:: MATERIAL FOR THIS TASK ::

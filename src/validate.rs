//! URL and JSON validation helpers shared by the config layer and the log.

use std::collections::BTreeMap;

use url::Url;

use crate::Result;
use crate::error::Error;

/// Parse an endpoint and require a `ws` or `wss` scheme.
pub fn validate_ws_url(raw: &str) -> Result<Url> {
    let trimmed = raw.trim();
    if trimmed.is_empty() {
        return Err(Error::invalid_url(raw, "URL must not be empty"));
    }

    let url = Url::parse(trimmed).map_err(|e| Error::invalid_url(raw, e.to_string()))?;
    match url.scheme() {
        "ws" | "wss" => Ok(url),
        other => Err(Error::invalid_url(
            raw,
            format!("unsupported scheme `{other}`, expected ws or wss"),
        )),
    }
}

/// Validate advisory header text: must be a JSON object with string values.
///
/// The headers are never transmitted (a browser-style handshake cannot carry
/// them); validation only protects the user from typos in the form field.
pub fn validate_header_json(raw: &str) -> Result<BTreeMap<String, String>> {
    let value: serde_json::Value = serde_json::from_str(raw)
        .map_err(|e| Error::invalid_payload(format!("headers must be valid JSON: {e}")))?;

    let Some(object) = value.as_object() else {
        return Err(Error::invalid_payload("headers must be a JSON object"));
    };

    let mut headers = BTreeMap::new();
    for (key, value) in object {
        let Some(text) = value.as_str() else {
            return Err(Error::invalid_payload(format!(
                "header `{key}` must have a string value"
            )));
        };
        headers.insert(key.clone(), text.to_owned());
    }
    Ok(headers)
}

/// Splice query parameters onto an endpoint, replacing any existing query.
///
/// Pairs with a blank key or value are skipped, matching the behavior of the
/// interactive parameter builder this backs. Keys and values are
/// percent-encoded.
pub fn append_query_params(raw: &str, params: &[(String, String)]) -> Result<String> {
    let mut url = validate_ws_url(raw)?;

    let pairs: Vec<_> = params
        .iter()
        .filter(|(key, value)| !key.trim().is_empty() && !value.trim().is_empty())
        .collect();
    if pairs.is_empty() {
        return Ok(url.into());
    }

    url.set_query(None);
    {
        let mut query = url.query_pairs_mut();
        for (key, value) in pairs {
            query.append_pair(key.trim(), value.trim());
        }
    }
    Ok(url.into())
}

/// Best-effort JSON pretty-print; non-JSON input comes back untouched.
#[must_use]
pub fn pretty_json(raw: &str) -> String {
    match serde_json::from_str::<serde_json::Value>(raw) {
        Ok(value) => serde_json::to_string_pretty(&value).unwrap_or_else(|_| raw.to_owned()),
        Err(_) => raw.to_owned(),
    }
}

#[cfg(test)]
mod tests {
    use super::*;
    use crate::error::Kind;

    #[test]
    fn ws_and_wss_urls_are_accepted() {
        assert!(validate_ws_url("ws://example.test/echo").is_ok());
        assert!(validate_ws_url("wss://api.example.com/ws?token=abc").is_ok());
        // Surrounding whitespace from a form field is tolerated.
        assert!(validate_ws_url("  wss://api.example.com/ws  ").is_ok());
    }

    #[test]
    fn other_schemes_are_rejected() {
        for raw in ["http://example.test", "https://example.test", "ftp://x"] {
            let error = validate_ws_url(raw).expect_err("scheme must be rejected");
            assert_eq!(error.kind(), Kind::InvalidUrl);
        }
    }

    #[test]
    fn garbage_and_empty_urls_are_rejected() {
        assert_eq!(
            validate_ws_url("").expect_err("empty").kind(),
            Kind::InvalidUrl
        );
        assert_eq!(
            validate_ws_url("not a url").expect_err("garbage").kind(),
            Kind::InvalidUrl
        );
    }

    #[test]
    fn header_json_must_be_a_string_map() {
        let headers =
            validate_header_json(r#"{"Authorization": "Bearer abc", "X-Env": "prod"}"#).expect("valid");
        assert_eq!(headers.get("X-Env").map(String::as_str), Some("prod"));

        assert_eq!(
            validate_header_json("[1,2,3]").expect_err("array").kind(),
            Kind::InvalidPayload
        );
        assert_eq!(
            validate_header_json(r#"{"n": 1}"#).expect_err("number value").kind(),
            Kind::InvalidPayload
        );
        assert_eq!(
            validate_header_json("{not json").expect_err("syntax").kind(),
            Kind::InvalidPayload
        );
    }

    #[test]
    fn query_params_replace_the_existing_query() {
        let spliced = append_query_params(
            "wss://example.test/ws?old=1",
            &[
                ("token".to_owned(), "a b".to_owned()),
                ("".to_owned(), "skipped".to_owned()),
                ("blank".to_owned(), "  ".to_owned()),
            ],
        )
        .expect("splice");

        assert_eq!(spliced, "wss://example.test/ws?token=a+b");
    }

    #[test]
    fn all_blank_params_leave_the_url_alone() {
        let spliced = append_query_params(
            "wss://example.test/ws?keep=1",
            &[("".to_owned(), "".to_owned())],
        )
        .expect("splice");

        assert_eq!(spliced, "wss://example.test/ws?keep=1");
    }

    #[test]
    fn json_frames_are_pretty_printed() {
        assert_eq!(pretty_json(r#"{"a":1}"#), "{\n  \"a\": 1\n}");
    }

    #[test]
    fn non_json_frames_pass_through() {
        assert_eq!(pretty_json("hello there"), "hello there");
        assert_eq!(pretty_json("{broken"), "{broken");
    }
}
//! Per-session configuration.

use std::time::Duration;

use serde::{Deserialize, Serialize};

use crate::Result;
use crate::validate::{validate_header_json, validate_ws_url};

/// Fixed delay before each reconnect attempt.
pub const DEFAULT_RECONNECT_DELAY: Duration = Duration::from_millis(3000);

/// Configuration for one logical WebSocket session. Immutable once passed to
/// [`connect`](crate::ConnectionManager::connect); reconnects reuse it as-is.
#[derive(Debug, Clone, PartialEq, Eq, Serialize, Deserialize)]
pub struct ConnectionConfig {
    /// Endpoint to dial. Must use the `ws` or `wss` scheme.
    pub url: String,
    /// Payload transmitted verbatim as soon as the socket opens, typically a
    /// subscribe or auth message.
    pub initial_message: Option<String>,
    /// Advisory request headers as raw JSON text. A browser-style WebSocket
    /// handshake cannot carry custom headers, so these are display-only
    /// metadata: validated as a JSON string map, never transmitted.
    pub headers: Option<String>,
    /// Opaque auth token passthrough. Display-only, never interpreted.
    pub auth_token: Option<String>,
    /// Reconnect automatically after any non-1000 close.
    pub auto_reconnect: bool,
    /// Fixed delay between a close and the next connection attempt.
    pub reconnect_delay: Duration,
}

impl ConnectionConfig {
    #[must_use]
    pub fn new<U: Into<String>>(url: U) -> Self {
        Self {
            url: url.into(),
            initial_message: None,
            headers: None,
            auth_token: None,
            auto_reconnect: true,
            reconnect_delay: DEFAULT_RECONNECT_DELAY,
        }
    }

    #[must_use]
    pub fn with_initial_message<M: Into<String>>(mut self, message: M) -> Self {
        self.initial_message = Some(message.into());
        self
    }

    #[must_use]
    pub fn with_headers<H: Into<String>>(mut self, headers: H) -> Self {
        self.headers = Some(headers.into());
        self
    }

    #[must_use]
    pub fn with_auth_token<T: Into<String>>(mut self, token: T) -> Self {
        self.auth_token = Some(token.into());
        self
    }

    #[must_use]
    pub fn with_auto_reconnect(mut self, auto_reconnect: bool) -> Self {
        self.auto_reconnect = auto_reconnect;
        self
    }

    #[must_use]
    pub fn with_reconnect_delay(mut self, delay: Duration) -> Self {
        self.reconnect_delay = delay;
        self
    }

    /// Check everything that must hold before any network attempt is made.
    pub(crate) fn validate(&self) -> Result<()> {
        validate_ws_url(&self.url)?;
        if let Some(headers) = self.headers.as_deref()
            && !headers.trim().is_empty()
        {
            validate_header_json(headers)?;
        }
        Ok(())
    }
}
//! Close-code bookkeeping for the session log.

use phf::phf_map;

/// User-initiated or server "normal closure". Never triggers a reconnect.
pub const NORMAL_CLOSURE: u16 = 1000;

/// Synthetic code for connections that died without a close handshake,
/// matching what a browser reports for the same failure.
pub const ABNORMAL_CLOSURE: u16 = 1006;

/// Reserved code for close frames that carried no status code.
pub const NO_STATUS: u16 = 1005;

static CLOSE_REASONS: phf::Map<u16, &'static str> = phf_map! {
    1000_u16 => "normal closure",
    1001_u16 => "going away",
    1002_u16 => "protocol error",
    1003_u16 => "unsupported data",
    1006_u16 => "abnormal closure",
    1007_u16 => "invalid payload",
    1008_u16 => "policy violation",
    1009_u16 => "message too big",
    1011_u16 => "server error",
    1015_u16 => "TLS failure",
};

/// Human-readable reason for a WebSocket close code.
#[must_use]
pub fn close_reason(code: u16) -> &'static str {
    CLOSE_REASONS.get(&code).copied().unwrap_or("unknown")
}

:: ACTIVITY ::
Only the lines above starting at the one containing "use phf::phf_map;" and ending at the one containing "the same failure.", both included, are to be returned, exactly as they read.

:: RESULT OF THE TASK ::
use phf::phf_map;

/// User-initiated or server "normal closure". Never triggers a reconnect.
pub const NORMAL_CLOSURE: u16 = 1000;

/// Synthetic code for connections that died without a close handshake,
/// matching what a browser reports for the same failure.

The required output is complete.